Task prompt: All lines in the material below that contain "filename" should be located and copied.

◆ ◆ ◆ ◆

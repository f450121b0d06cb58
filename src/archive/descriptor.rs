// src/archive/descriptor.rs
//! Component descriptor (component-descriptor.yaml) data structures
//!
//! This module defines the v2 component descriptor schema and provides
//! parsing from and serialization to YAML.

use serde::{Deserialize, Serialize};
use std::collections::{BTreeMap, HashSet};
use std::fmt;
use std::str::FromStr;
use std::sync::LazyLock;
use thiserror::Error;

/// Well-known descriptor filename at the archive root
pub const DESCRIPTOR_FILE_NAME: &str = "component-descriptor.yaml";

/// Directory holding content blobs inside an archive
pub const BLOBS_DIR: &str = "blobs";

/// Descriptor schema version written by this crate
pub const SCHEMA_VERSION: &str = "v2";

/// Repository context type for OCI registries
pub const OCI_REGISTRY_TYPE: &str = "ociRegistry";

/// Access type for blobs stored inside the archive
pub const LOCAL_FILESYSTEM_BLOB_TYPE: &str = "localFilesystemBlob";

static COMPONENT_NAME_RE: LazyLock<regex::Regex> = LazyLock::new(|| {
    regex::Regex::new(r"^[a-z0-9.\-]+[.][a-z]{2,4}/[-a-z0-9/_.]*$").unwrap()
});

#[derive(Error, Debug)]
pub enum DescriptorError {
    #[error("Failed to parse descriptor: {0}")]
    ParseError(#[from] serde_yaml::Error),

    #[error("Missing required field: {0}")]
    MissingField(String),

    #[error("Invalid descriptor: {0}")]
    Invalid(String),
}

/// Root structure of component-descriptor.yaml
#[derive(Debug, Clone, PartialEq, Serialize, Deserialize)]
pub struct ComponentDescriptor {
    pub meta: Meta,
    pub component: Component,
}

impl ComponentDescriptor {
    /// Descriptor shell with empty identity and no entries
    pub fn empty() -> Self {
        Self::new("", "")
    }

    /// Descriptor for the given identity with no entries
    pub fn new(name: &str, version: &str) -> Self {
        ComponentDescriptor {
            meta: Meta {
                schema_version: SCHEMA_VERSION.to_string(),
            },
            component: Component {
                name: name.to_string(),
                version: version.to_string(),
                repository_contexts: Vec::new(),
                provider: Provider::Internal,
                sources: Vec::new(),
                component_references: Vec::new(),
                resources: Vec::new(),
                labels: Vec::new(),
            },
        }
    }

    /// Parse a descriptor from YAML bytes and validate it
    pub fn parse(content: &[u8]) -> Result<Self, DescriptorError> {
        let descriptor: ComponentDescriptor = serde_yaml::from_slice(content)?;
        descriptor.validate()?;
        Ok(descriptor)
    }

    /// Serialize to YAML
    pub fn to_yaml(&self) -> Result<String, serde_yaml::Error> {
        serde_yaml::to_string(self)
    }

    /// True when the descriptor carries no identity and no entries
    pub fn is_empty(&self) -> bool {
        let c = &self.component;
        c.name.is_empty()
            && c.version.is_empty()
            && c.sources.is_empty()
            && c.component_references.is_empty()
            && c.resources.is_empty()
    }

    /// Validate schema version, identity and entry uniqueness
    pub fn validate(&self) -> Result<(), DescriptorError> {
        if self.meta.schema_version != SCHEMA_VERSION {
            return Err(DescriptorError::Invalid(format!(
                "unsupported schema version {:?}, expected {:?}",
                self.meta.schema_version, SCHEMA_VERSION
            )));
        }

        let component = &self.component;
        if !component.name.is_empty() {
            validate_component_name(&component.name)?;
        }
        if !component.version.is_empty() {
            validate_version(&component.version)?;
        }

        for ctx in &component.repository_contexts {
            if ctx.base_url.trim().is_empty() {
                return Err(DescriptorError::MissingField(
                    "component.repositoryContexts[].baseUrl".to_string(),
                ));
            }
        }

        check_unique(
            "resource",
            component.resources.iter().map(|r| (&r.name, &r.version, &r.resource_type)),
        )?;
        check_unique(
            "source",
            component.sources.iter().map(|s| (&s.name, &s.version, &s.source_type)),
        )?;

        let mut seen = HashSet::new();
        for reference in &component.component_references {
            if reference.name.is_empty() {
                return Err(DescriptorError::MissingField(
                    "component.componentReferences[].name".to_string(),
                ));
            }
            validate_component_name(&reference.component_name)?;
            validate_version(&reference.version)?;
            if !seen.insert((&reference.name, &reference.version)) {
                return Err(DescriptorError::Invalid(format!(
                    "duplicate component reference {}:{}",
                    reference.name, reference.version
                )));
            }
        }

        Ok(())
    }
}

fn check_unique<'a>(
    what: &str,
    entries: impl Iterator<Item = (&'a String, &'a String, &'a String)>,
) -> Result<(), DescriptorError> {
    let mut seen = HashSet::new();
    for (name, version, entry_type) in entries {
        if name.is_empty() {
            return Err(DescriptorError::MissingField(format!("{}.name", what)));
        }
        if entry_type.is_empty() {
            return Err(DescriptorError::MissingField(format!("{}.type", what)));
        }
        if !seen.insert((name, version)) {
            return Err(DescriptorError::Invalid(format!(
                "duplicate {} {}:{}",
                what, name, version
            )));
        }
    }
    Ok(())
}

/// Check a component name such as `github.com/acme/widget`
pub fn validate_component_name(name: &str) -> Result<(), DescriptorError> {
    if COMPONENT_NAME_RE.is_match(name) {
        Ok(())
    } else {
        Err(DescriptorError::Invalid(format!(
            "component name {:?} does not match {}",
            name,
            COMPONENT_NAME_RE.as_str()
        )))
    }
}

/// Check a semantic version, optionally prefixed with `v`
pub fn validate_version(version: &str) -> Result<(), DescriptorError> {
    let bare = version.strip_prefix('v').unwrap_or(version);
    semver::Version::parse(bare)
        .map(|_| ())
        .map_err(|e| DescriptorError::Invalid(format!("invalid version {:?}: {}", version, e)))
}

/// Descriptor metadata
#[derive(Debug, Clone, PartialEq, Serialize, Deserialize)]
#[serde(rename_all = "camelCase")]
pub struct Meta {
    pub schema_version: String,
}

/// Component identity and the entries it references
#[derive(Debug, Clone, PartialEq, Serialize, Deserialize)]
#[serde(rename_all = "camelCase")]
pub struct Component {
    pub name: String,
    pub version: String,

    #[serde(default)]
    pub repository_contexts: Vec<RepositoryContext>,

    #[serde(default)]
    pub provider: Provider,

    #[serde(default)]
    pub sources: Vec<Source>,

    #[serde(default)]
    pub component_references: Vec<ComponentReference>,

    #[serde(default)]
    pub resources: Vec<Resource>,

    #[serde(default, skip_serializing_if = "Vec::is_empty")]
    pub labels: Vec<Label>,
}

/// Who provides the component
#[derive(Debug, Clone, Copy, PartialEq, Eq, Default, Serialize, Deserialize)]
#[serde(rename_all = "lowercase")]
pub enum Provider {
    #[default]
    Internal,
    External,
}

/// Where the component is (or will be) published
#[derive(Debug, Clone, PartialEq, Eq, Serialize, Deserialize)]
#[serde(rename_all = "camelCase")]
pub struct RepositoryContext {
    #[serde(rename = "type")]
    pub context_type: String,

    pub base_url: String,

    #[serde(default)]
    pub component_name_mapping: ComponentNameMapping,
}

impl RepositoryContext {
    /// OCI registry context for the given base URL
    pub fn oci_registry(base_url: &str, mapping: ComponentNameMapping) -> Self {
        Self {
            context_type: OCI_REGISTRY_TYPE.to_string(),
            base_url: base_url.to_string(),
            component_name_mapping: mapping,
        }
    }
}

/// How component names map onto OCI repository paths
#[derive(Debug, Clone, Copy, PartialEq, Eq, Hash, Default, Serialize, Deserialize)]
pub enum ComponentNameMapping {
    #[default]
    #[serde(rename = "urlPath")]
    UrlPath,
    #[serde(rename = "sha256-digest")]
    Sha256Digest,
}

impl ComponentNameMapping {
    pub const fn as_str(&self) -> &'static str {
        match self {
            Self::UrlPath => "urlPath",
            Self::Sha256Digest => "sha256-digest",
        }
    }
}

impl fmt::Display for ComponentNameMapping {
    fn fmt(&self, f: &mut fmt::Formatter<'_>) -> fmt::Result {
        f.write_str(self.as_str())
    }
}

impl FromStr for ComponentNameMapping {
    type Err = DescriptorError;

    fn from_str(s: &str) -> Result<Self, Self::Err> {
        match s {
            "urlPath" => Ok(Self::UrlPath),
            "sha256-digest" => Ok(Self::Sha256Digest),
            other => Err(DescriptorError::Invalid(format!(
                "unknown component name mapping method {:?}",
                other
            ))),
        }
    }
}

/// Source code the component was built from
#[derive(Debug, Clone, PartialEq, Serialize, Deserialize)]
pub struct Source {
    pub name: String,

    #[serde(default)]
    pub version: String,

    #[serde(rename = "type")]
    pub source_type: String,

    #[serde(default, skip_serializing_if = "Option::is_none")]
    pub access: Option<Access>,

    #[serde(default, skip_serializing_if = "Vec::is_empty")]
    pub labels: Vec<Label>,
}

/// Dependency on another component
#[derive(Debug, Clone, PartialEq, Serialize, Deserialize)]
#[serde(rename_all = "camelCase")]
pub struct ComponentReference {
    pub name: String,
    pub component_name: String,
    pub version: String,

    #[serde(default, skip_serializing_if = "Vec::is_empty")]
    pub labels: Vec<Label>,
}

/// Artifact delivered with the component
#[derive(Debug, Clone, PartialEq, Serialize, Deserialize)]
pub struct Resource {
    pub name: String,

    #[serde(default)]
    pub version: String,

    #[serde(rename = "type")]
    pub resource_type: String,

    #[serde(default)]
    pub relation: ResourceRelation,

    #[serde(default, skip_serializing_if = "Option::is_none")]
    pub access: Option<Access>,

    #[serde(default, skip_serializing_if = "Vec::is_empty")]
    pub labels: Vec<Label>,
}

impl Resource {
    pub fn new(name: &str, version: &str, resource_type: &str) -> Self {
        Self {
            name: name.to_string(),
            version: version.to_string(),
            resource_type: resource_type.to_string(),
            relation: ResourceRelation::Local,
            access: None,
            labels: Vec::new(),
        }
    }
}

/// Whether a resource is built with the component or consumed from elsewhere
#[derive(Debug, Clone, Copy, PartialEq, Eq, Default, Serialize, Deserialize)]
#[serde(rename_all = "lowercase")]
pub enum ResourceRelation {
    #[default]
    Local,
    External,
}

/// Typed access specification; fields beyond `type` depend on the type
#[derive(Debug, Clone, PartialEq, Serialize, Deserialize)]
pub struct Access {
    #[serde(rename = "type")]
    pub access_type: String,

    #[serde(flatten)]
    pub fields: BTreeMap<String, serde_yaml::Value>,
}

impl Access {
    /// Access to a blob stored under `blobs/` in the same archive
    pub fn local_blob(filename: &str, media_type: Option<&str>) -> Self {
        let mut fields = BTreeMap::new();
        fields.insert(
            "filename".to_string(),
            serde_yaml::Value::String(filename.to_string()),
        );
        if let Some(media_type) = media_type {
            fields.insert(
                "mediaType".to_string(),
                serde_yaml::Value::String(media_type.to_string()),
            );
        }
        Self {
            access_type: LOCAL_FILESYSTEM_BLOB_TYPE.to_string(),
            fields,
        }
    }

    /// String field lookup
    pub fn field(&self, key: &str) -> Option<&str> {
        self.fields.get(key).and_then(|v| v.as_str())
    }
}

/// Free-form key/value annotation
#[derive(Debug, Clone, PartialEq, Serialize, Deserialize)]
pub struct Label {
    pub name: String,
    pub value: serde_yaml::Value,
}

◆ ◆ ◆ ◆

Answer to the exercise:
filename src/archive/descriptor.rs
/// Well-known descriptor filename at the archive root
    pub fn local_blob(filename: &str, media_type: Option<&str>) -> Self {
            "filename".to_string(),
            serde_yaml::Value::String(filename.to_string()),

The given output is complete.